I think it had something to do with the fact that I didn’t have a great relationship with my parents. My father left when I was 9. My mother has been married three times, and my father died divorcing his fourth wife. As a child, I bounced between my mother, father, and grandmother. I have a slew of step-siblings who have come in and out of my life over the years. I’d always seen family as a temporary thing. Until I a became a parent, I didn’t really know what family meant. I never knew that nothing hurts more than watching someone I love feel pain.
Two hours before we visited the hospital, we were about to have dinner as a family. At the time, we were living in Minnesota. Mel and I were both 26, and I was in graduate school. Mel was trying a new recipe for buttery baked mashed potatoes. They were cooked at 450 degrees, and most of the evening they smelled wonderful. Mel set the pan of potatoes on the table and then scooped some into a bowl so they could cool. Norah was in the high chair, and Mel set everything on the opposite side of the table, well out of reach. Norah reached out for the bowl of potatoes, and Tristan, her 3-year-old doting brother, slid the bowl across the table to his little sister.
Mel and I both saw it happen, and we both reacted, but just not fast enough.
Norah stuck her hand into the bowl. She let out a long cry and held out her hand.
I know my children’s cries. I know whey they are crying for attention, I know when they are crying because of injustice, and I know when they are crying because of a scuffed knee. But I’d never heard anything quite like the way Norah cried after burning her hand. It was both deep and high. It was filled with panic and sorrow. It was a mix of tones and pitches, and it set off something inside me that I couldn’t explain. Never in my life have I wanted so badly to reach inside and take away someone’s pain. I never want to hear that sound again.
We rinsed Norah’s hand off in warm water, called a nurse hotline, and were advised to take Norah to the emergency room. This was our first visit to the emergency room with a child. At the time, I recall assuming that Tristan would be the first to make a visit. He was the rambunctious boy in the family, but instead, it was Norah, our chubby-faced, soft-mannered little girl.

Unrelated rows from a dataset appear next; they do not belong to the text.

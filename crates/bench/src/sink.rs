//! Append-only record sink
//!
//! Shared by every in-flight request of one phase. Each push appends one
//! whole record under the lock, so concurrent appends never interleave.

use std::sync::Arc;

use parking_lot::Mutex;

use crate::record::RequestRecord;

/// Thread-safe, append-only collection of request records
#[derive(Debug, Clone, Default)]
pub struct RecordSink {
    records: Arc<Mutex<Vec<RequestRecord>>>,
}

impl RecordSink {
    pub fn new() -> Self {
        Self::default()
    }

    pub fn with_capacity(capacity: usize) -> Self {
        Self {
            records: Arc::new(Mutex::new(Vec::with_capacity(capacity))),
        }
    }

    /// Append one record
    pub fn push(&self, record: RequestRecord) {
        self.records.lock().push(record);
    }

    pub fn len(&self) -> usize {
        self.records.lock().len()
    }

    pub fn is_empty(&self) -> bool {
        self.records.lock().is_empty()
    }

    /// Take all records collected so far, leaving the sink empty
    pub fn drain(&self) -> Vec<RequestRecord> {
        std::mem::take(&mut *self.records.lock())
    }
}
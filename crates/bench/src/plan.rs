// Run plan
//
// Ordered list of named patterns, loaded from YAML:
//
//   patterns:
//     - name: burst
//       type: burst
//       concurrency: 10
//       count: 10
//     - name: sweep
//       type: concurrency_sweep
//       levels: [1, 2, 4, 8]

use std::collections::HashSet;
use std::path::Path;
use std::time::Duration;

use serde::{Deserialize, Serialize};

use crate::error::{BenchError, Result};
use crate::pattern::{Dispatch, LoadPattern, NamedPattern};

#[derive(Debug, Clone, PartialEq, Serialize, Deserialize)]
pub struct RunPlan {
    pub patterns: Vec<NamedPattern>,
}

impl RunPlan {
    pub fn new(patterns: Vec<NamedPattern>) -> Self {
        Self { patterns }
    }

    pub fn from_yaml(yaml: &str) -> Result<Self> {
        let plan: RunPlan = serde_yaml::from_str(yaml)?;
        plan.validate()?;
        Ok(plan)
    }

    pub fn from_file(path: impl AsRef<Path>) -> Result<Self> {
        let contents = std::fs::read_to_string(path)?;
        Self::from_yaml(&contents)
    }

    /// Sequential baseline, one burst, a steady stream and a sweep
    pub fn default_plan() -> Self {
        Self::new(vec![
            NamedPattern::new(
                "sequential",
                LoadPattern::bounded_burst(1, 5, Dispatch::Sliding),
            ),
            NamedPattern::new("burst", LoadPattern::burst(10)),
            NamedPattern::new(
                "sustained",
                LoadPattern::sustained(20, Duration::from_millis(500)),
            ),
            NamedPattern::new("sweep", LoadPattern::sweep(vec![1, 2, 4, 8, 16])),
        ])
    }

    /// Pattern names must be unique and every pattern must be runnable
    pub fn validate(&self) -> Result<()> {
        if self.patterns.is_empty() {
            return Err(BenchError::config("plan has no patterns"));
        }

        let mut seen = HashSet::new();
        for named in &self.patterns {
            if named.name.trim().is_empty() {
                return Err(BenchError::config("pattern name must not be empty"));
            }
            if !seen.insert(named.name.as_str()) {
                return Err(BenchError::config(format!(
                    "duplicate pattern name: {}",
                    named.name
                )));
            }
            if let Err(e) = named.pattern.validate() {
                let reason = match e {
                    BenchError::Config(msg) => msg,
                    other => other.to_string(),
                };
                return Err(BenchError::config(format!(
                    "pattern {}: {}",
                    named.name, reason
                )));
            }
        }
        Ok(())
    }

    pub fn declared_requests(&self) -> usize {
        self.patterns
            .iter()
            .map(|p| p.pattern.declared_requests())
            .sum()
    }
}
// Request and record types
//
// RequestSpec describes one completion request; RequestRecord is the
// immutable result of issuing it. Exactly one record exists per issued spec.

use std::time::Duration;

use reqwest::Url;
use thiserror::Error;

/// One completion request. Immutable once constructed.
#[derive(Clone)]
pub struct RequestSpec {
    prompt: String,
    max_output_tokens: u32,
    target: Url,
    credential: String,
}

impl RequestSpec {
    pub fn new(
        prompt: impl Into<String>,
        max_output_tokens: u32,
        target: Url,
        credential: impl Into<String>,
    ) -> Self {
        Self {
            prompt: prompt.into(),
            max_output_tokens,
            target,
            credential: credential.into(),
        }
    }

    pub fn prompt(&self) -> &str {
        &self.prompt
    }

    pub fn max_output_tokens(&self) -> u32 {
        self.max_output_tokens
    }

    pub fn target(&self) -> &Url {
        &self.target
    }

    pub fn credential(&self) -> &str {
        &self.credential
    }

    /// Same request with a different output budget (used for prefill calibration)
    pub fn with_max_output_tokens(&self, max_output_tokens: u32) -> Self {
        Self {
            max_output_tokens,
            ..self.clone()
        }
    }
}

// The credential never shows up in logs.
impl std::fmt::Debug for RequestSpec {
    fn fmt(&self, f: &mut std::fmt::Formatter<'_>) -> std::fmt::Result {
        f.debug_struct("RequestSpec")
            .field("prompt_len", &self.prompt.len())
            .field("max_output_tokens", &self.max_output_tokens)
            .field("target", &self.target.as_str())
            .finish_non_exhaustive()
    }
}

/// Why a request was recorded as failed
#[derive(Debug, Clone, PartialEq, Eq, Error)]
pub enum FailureReason {
    #[error("transport error: {0}")]
    Transport(String),

    #[error("request timed out")]
    Timeout,

    #[error("HTTP {status}: {body}")]
    Status { status: u16, body: String },

    #[error("malformed response: {0}")]
    Malformed(String),
}

impl FailureReason {
    /// Grouping key for the failure breakdown
    pub fn key(&self) -> String {
        match self {
            FailureReason::Transport(_) => "transport".to_string(),
            FailureReason::Timeout => "timeout".to_string(),
            FailureReason::Status { status, .. } => format!("status:{}", status),
            FailureReason::Malformed(_) => "malformed".to_string(),
        }
    }
}

/// Request outcome
#[derive(Debug, Clone, PartialEq, Eq)]
pub enum Outcome {
    Success,
    Failed(FailureReason),
}

/// Timing and token usage of one issued request
#[derive(Debug, Clone, PartialEq)]
pub struct RequestRecord {
    pub outcome: Outcome,
    /// Wall clock from just before the network call to the last body byte
    /// (or to failure detection)
    pub total_latency: Duration,
    /// Time to the first generated token; `None` for non-streaming requests
    pub time_to_first_byte: Option<Duration>,
    /// Intervals between consecutive generated tokens after the first
    pub inter_token_times: Vec<Duration>,
    pub prompt_tokens: u64,
    pub completion_tokens: u64,
}

impl RequestRecord {
    pub fn success(
        total_latency: Duration,
        time_to_first_byte: Option<Duration>,
        inter_token_times: Vec<Duration>,
        prompt_tokens: u64,
        completion_tokens: u64,
    ) -> Self {
        Self {
            outcome: Outcome::Success,
            total_latency,
            time_to_first_byte,
            inter_token_times,
            prompt_tokens,
            completion_tokens,
        }
    }

    pub fn failed(reason: FailureReason, total_latency: Duration) -> Self {
        Self {
            outcome: Outcome::Failed(reason),
            total_latency,
            time_to_first_byte: None,
            inter_token_times: Vec::new(),
            prompt_tokens: 0,
            completion_tokens: 0,
        }
    }

    pub fn is_success(&self) -> bool {
        matches!(self.outcome, Outcome::Success)
    }

    pub fn failure(&self) -> Option<&FailureReason> {
        match &self.outcome {
            Outcome::Success => None,
            Outcome::Failed(reason) => Some(reason),
        }
    }

    /// Measured time per output token: `(total - ttft) / completion_tokens`.
    ///
    /// Only defined for successful streaming records with at least one token.
    pub fn time_per_output_token(&self) -> Option<Duration> {
        let ttft = self.time_to_first_byte?;
        self.per_token(ttft)
    }

    /// Estimated time per output token for non-streaming records:
    /// `(total - prefill_estimate) / completion_tokens`.
    ///
    /// Returns `None` for streaming records, which have a measured value.
    pub fn estimated_time_per_output_token(&self, prefill_estimate: Duration) -> Option<Duration> {
        if self.time_to_first_byte.is_some() {
            return None;
        }
        self.per_token(prefill_estimate)
    }

    fn per_token(&self, prefill: Duration) -> Option<Duration> {
        if !self.is_success() || self.completion_tokens == 0 {
            return None;
        }
        let decode = self.total_latency.saturating_sub(prefill);
        let nanos = decode.as_nanos() / u128::from(self.completion_tokens);
        Some(Duration::from_nanos(nanos as u64))
    }
}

We were in the waiting room for some time, with Norah on her mother’s lap, snuggled into Mel’s chest whimpering, her hand folded down into a hook shape. It was bright red and sad, and by the time we made it into the emergency room, I was a mess of emotions. I wondered if her hand would be permanently scarred. I wondered how long her recovery would be. I worried about her like I’d never worried about anyone in my life.

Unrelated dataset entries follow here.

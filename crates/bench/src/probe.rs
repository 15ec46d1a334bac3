// Connectivity probe
//
// Cheap pre-flight request made before any pattern runs. A failure here is
// the only per-run fatal error: nothing has been dispatched yet, so the run
// stops with a single descriptive error.

use std::time::Duration;

use reqwest::header::LOCATION;
use reqwest::redirect::Policy;
use reqwest::{Client, StatusCode, Url};

use crate::error::{BenchError, Result};
use crate::protocol::MODELS_PATH;

/// Join an API path onto a base URL, keeping any path prefix of the base
pub fn endpoint_url(base_url: &Url, path: &str) -> Result<Url> {
    let joined = format!("{}{}", base_url.as_str().trim_end_matches('/'), path);
    Url::parse(&joined).map_err(|e| BenchError::config(format!("invalid URL {}: {}", joined, e)))
}

/// Check that `GET {base}/v1/models` answers with 200 or 401.
///
/// An `http://` base that redirects to `https://` is switched to HTTPS and
/// probed once more. Returns the base URL the run should use.
pub async fn probe_endpoint(base_url: &Url, credential: &str, timeout: Duration) -> Result<Url> {
    let client = Client::builder()
        .redirect(Policy::none())
        .timeout(timeout)
        .build()?;

    match probe_once(&client, base_url, credential).await? {
        ProbeStatus::Reachable => Ok(base_url.clone()),
        ProbeStatus::Redirect(location) => {
            let https_base = https_base_from_redirect(base_url, &location).ok_or_else(|| {
                BenchError::connectivity(
                    base_url.as_str(),
                    format!("unexpected redirect to {}", location),
                )
            })?;
            tracing::info!(from = %base_url, to = %https_base, "Endpoint redirects to HTTPS, switching");

            match probe_once(&client, &https_base, credential).await? {
                ProbeStatus::Reachable => Ok(https_base),
                ProbeStatus::Redirect(location) => Err(BenchError::connectivity(
                    https_base.as_str(),
                    format!("redirected again to {}", location),
                )),
            }
        }
    }
}

enum ProbeStatus {
    Reachable,
    Redirect(String),
}

async fn probe_once(client: &Client, base_url: &Url, credential: &str) -> Result<ProbeStatus> {
    let url = endpoint_url(base_url, MODELS_PATH)?;

    let mut request = client.get(url.clone());
    if !credential.is_empty() {
        request = request.bearer_auth(credential);
    }

    let response = request
        .send()
        .await
        .map_err(|e| BenchError::connectivity(url.as_str(), e.to_string()))?;
    let status = response.status();

    match status {
        StatusCode::OK => Ok(ProbeStatus::Reachable),
        // The endpoint is up; the credential problem shows up per request
        StatusCode::UNAUTHORIZED => {
            tracing::warn!(url = %url, "Probe got 401, credential may be invalid");
            Ok(ProbeStatus::Reachable)
        }
        s if s.is_redirection() => {
            let location = response
                .headers()
                .get(LOCATION)
                .and_then(|v| v.to_str().ok())
                .unwrap_or_default()
                .to_string();
            Ok(ProbeStatus::Redirect(location))
        }
        s => Err(BenchError::connectivity(
            url.as_str(),
            format!("unexpected status {}", s),
        )),
    }
}

/// HTTPS base URL for an `http://` base whose probe redirected to `https://`
fn https_base_from_redirect(base_url: &Url, location: &str) -> Option<Url> {
    if base_url.scheme() != "http" {
        return None;
    }
    let target = Url::parse(location).ok()?;
    if target.scheme() != "https" {
        return None;
    }

    if let Some(prefix) = target.as_str().strip_suffix(MODELS_PATH) {
        return Url::parse(prefix).ok();
    }

    let mut upgraded = base_url.clone();
    upgraded.set_scheme("https").ok()?;
    Some(upgraded)
}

I told our story to the nurse in ums and ohs. I over-explained and asked a lot of questions as I spoke. I have to assume that I sounded like a nervous wreck.

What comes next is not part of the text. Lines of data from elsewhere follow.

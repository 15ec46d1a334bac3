// inferbench CLI
//
// Design Decision: Use clap derive with env fallbacks; a .env file in the
// working directory is loaded first so shell-script style configuration works.
// Design Decision: Logs go to stderr, the report to stdout.
// Design Decision: Exit non-zero only when the run cannot start (probe or
// configuration); failed requests are part of the report.

mod output;

use std::path::PathBuf;
use std::time::Duration;

use anyhow::{Context, Result};
use clap::{Parser, Subcommand};
use inferbench::{execute_run, probe_endpoint, RunConfig, RunPlan, RunReport};
use reqwest::Url;
use tracing_subscriber::{layer::SubscriberExt, util::SubscriberInitExt};

const DEFAULT_PROMPT: &str =
    "Write a short story about a lighthouse keeper who discovers a message in a bottle.";

#[derive(Parser)]
#[command(name = "inferbench")]
#[command(about = "Load-test an OpenAI-compatible completion endpoint")]
#[command(version)]
pub struct Cli {
    /// Endpoint base URL (without /v1/completions)
    #[arg(
        long,
        env = "INFERBENCH_BASE_URL",
        default_value = "http://localhost:8000",
        global = true
    )]
    pub base_url: Url,

    /// Bearer token
    #[arg(
        long,
        env = "INFERBENCH_API_KEY",
        default_value = "",
        hide_env_values = true,
        global = true
    )]
    pub api_key: String,

    /// Output format
    #[arg(long, short, default_value = "text", value_parser = ["text", "json", "yaml"], global = true)]
    pub output: String,

    /// Only log warnings and errors
    #[arg(long, short, global = true)]
    pub quiet: bool,

    #[command(subcommand)]
    pub command: Option<Commands>,

    #[command(flatten)]
    pub run: RunArgs,
}

#[derive(clap::Args, Clone)]
pub struct RunArgs {
    /// Model identifier
    #[arg(long, env = "INFERBENCH_MODEL", global = true)]
    pub model: Option<String>,

    /// Prompt sent with every request
    #[arg(long, default_value = DEFAULT_PROMPT, global = true)]
    pub prompt: String,

    /// max_tokens for every request
    #[arg(long, default_value = "128", global = true)]
    pub max_tokens: u32,

    /// Use blocking responses; TTFT is then unavailable and TPOT is estimated
    #[arg(long, global = true)]
    pub no_stream: bool,

    /// Per-request timeout in seconds
    #[arg(long, default_value = "120", global = true)]
    pub timeout: u64,

    /// Stop dispatching new requests after this many seconds
    #[arg(long, global = true)]
    pub deadline: Option<u64>,

    /// YAML plan file (default plan if omitted)
    #[arg(long, global = true)]
    pub plan: Option<PathBuf>,
}

#[derive(Subcommand)]
pub enum Commands {
    /// Run the load plan (default)
    Run,

    /// Only check that the endpoint is reachable
    Probe,

    /// Print the plan that would run, as YAML
    Plan,
}

#[tokio::main]
async fn main() -> Result<()> {
    let dotenv = dotenvy::dotenv();
    let cli = Cli::parse();
    init_tracing(cli.quiet);

    if let Ok(path) = dotenv {
        tracing::debug!("Loaded .env from {:?}", path);
    }

    let output_format = output::OutputFormat::from_str(&cli.output);

    match cli.command.unwrap_or(Commands::Run) {
        Commands::Run => run(&cli.base_url, &cli.api_key, cli.run, output_format).await,
        Commands::Probe => {
            let resolved = probe_endpoint(&cli.base_url, &cli.api_key, Duration::from_secs(10))
                .await
                .context("Endpoint is not reachable")?;
            println!("reachable: {}", resolved);
            Ok(())
        }
        Commands::Plan => {
            let plan = load_plan(cli.run.plan.as_deref())?;
            print!("{}", serde_yaml::to_string(&plan)?);
            Ok(())
        }
    }
}

fn init_tracing(quiet: bool) {
    let default_filter = if quiet {
        "warn"
    } else {
        "inferbench=info,inferbench_cli=info"
    };

    tracing_subscriber::registry()
        .with(
            tracing_subscriber::EnvFilter::try_from_default_env()
                .unwrap_or_else(|_| default_filter.into()),
        )
        .with(tracing_subscriber::fmt::layer().with_writer(std::io::stderr))
        .init();
}

fn load_plan(path: Option<&std::path::Path>) -> Result<RunPlan> {
    match path {
        Some(path) => RunPlan::from_file(path)
            .with_context(|| format!("Failed to load plan from {}", path.display())),
        None => Ok(RunPlan::default_plan()),
    }
}

async fn run(
    base_url: &Url,
    api_key: &str,
    args: RunArgs,
    output_format: output::OutputFormat,
) -> Result<()> {
    let model = args
        .model
        .context("--model (or INFERBENCH_MODEL) is required")?;
    let plan = load_plan(args.plan.as_deref())?;

    let config = RunConfig {
        base_url: base_url.clone(),
        api_key: api_key.to_string(),
        model,
        prompt: args.prompt,
        max_output_tokens: args.max_tokens,
        stream: !args.no_stream,
        request_timeout: Duration::from_secs(args.timeout),
        run_timeout: args.deadline.map(Duration::from_secs),
    };

    let outcome = execute_run(&config, &plan)
        .await
        .context("Run aborted before any pattern executed")?;

    let report = RunReport::build(&outcome);
    output_format.print_report(&report)?;
    Ok(())
}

The nurse listened. She told us things like this happen. She told a story of when her young son was burned on a fireplace. A doctor came in. He was dark-haired with a large midsection. He examined the hand, recommended it be cleaned and covered with ointment and wrapped. He said she would heal up in a few weeks.
Then the nurse had me hold Norah’s small tender fist, so she could clean it and cover it in burn cream. Norah let out the same deep horrible cry she did when the accident first happened, and suddenly something crept up inside me. It was a mix of sorrow, regret, frustration, and anger, and it felt like a ball of heat crawling into my throat. Once it got there, it rested deep and heavy just below my jaw.
When my father died seven years earlier, I didn’t cry. I didn’t know him well enough to cry. I didn’t cry when I permanently injured my knee at a concert. I didn’t cry when I got married, or when my children were born. At the time, I couldn’t remember the last time I cried. But there, in that emergency room, as the nurse treated my 1-year-old daughter’s burned little hand, I cried.
I finally understood what it meant to really care for someone.